Wednesday, October 20, 2010

Finger-Lickin' Darn Good Chicken - Sardi's in Frederick

Oh, my sweet, succulent, zesty bird – wherefore art thou? After years of nibbling on rotisserie chickensof every ilk :Boston Market, Kenny Rogers Roasters, Weis, Giant Eagle, Sams, Costco – and yes, even my trusty Ronco Showtime Rotisserie (which I DID order before midnight and was subsequently rewarded with 3 free , absolutely free, bags of chicken-leg elastic ties), I have finally discovered what could be my perfect poultry platter. Crisp-skin, intensely seasoned, Sardi's Peruvian Chicken: Pollo A La Brasa

If you were to drive “down-the-road”, you would have a plethora of Peruvian restaurants from which to select. Rockville Pike alone has a chicken shack in just about every one of their myriad strip-centers. But honestly, why tangle with the MC traffic unless of course you have a hankering for A&J’s Dim Sum or some spicy eggplant at Joe’s Noodle House?

No, my friends, you do not need to gird up your loins for the long haul to Rockville if you are craving some robust rotisserie chicken. You can gird up your loins and hit our very own Golden Mile for a quick trip to Sardi’s.
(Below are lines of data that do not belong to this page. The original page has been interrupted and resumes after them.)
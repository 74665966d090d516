//! Canned payload material for dump files.

/// An announcement element token with a two-hop AS path.
pub const ANNOUNCEMENT: &str = "A,10.0.0.1,64500,192.0.2.0/24,10.0.0.2,64500 64501";

/// A withdrawal element token.
pub const WITHDRAWAL: &str = "W,10.0.0.1,64500,198.51.100.0/24";

/// A RIB entry element token.
pub const RIB_ENTRY: &str = "R,10.0.0.1,64500,203.0.113.0/24,10.0.0.2,64500 64496";

/// A peer session state-change token.
pub const PEER_STATE: &str = "S,10.0.0.1,64500,connect,established";

/// Build one dump record line from a capture time and element tokens.
pub fn record_line(time: u32, elems: &[&str]) -> String {
    let mut line = time.to_string();
    for elem in elems {
        line.push('|');
        line.push_str(elem);
    }
    line
}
Sardi’s is located in a small strip center just off of 40 on McCain Drive, two doors down from Doc Geiser’s and directly across the street from Home Depot. And in case you’re wondering, yes, the outside ambience is very much indeed a good indicator of the general ambience you will find inside. Formica tables. Cafeteria Chairs. Bright lights. Spanish Language televisions broadcasting soap operas and soccer. Counter Service. Definitely not the destination for a romantic tete-a-tete with your paramour. But just right for eating family style and licking your fingers.

If you aren’t familiar with Peruvian Chicken, well, you sure are pretty darn late to the party and it’s high time you got acquainted. At Sardi’s, whole chickens are marinated and rubbed with a savory spice blend, skewered and then spit-roasted over a blistering charcoal fire. The spit roasting keeps the chicken moist all the way to the bone and has the capability of transforming the skin into a crackling salty explosion of flavor.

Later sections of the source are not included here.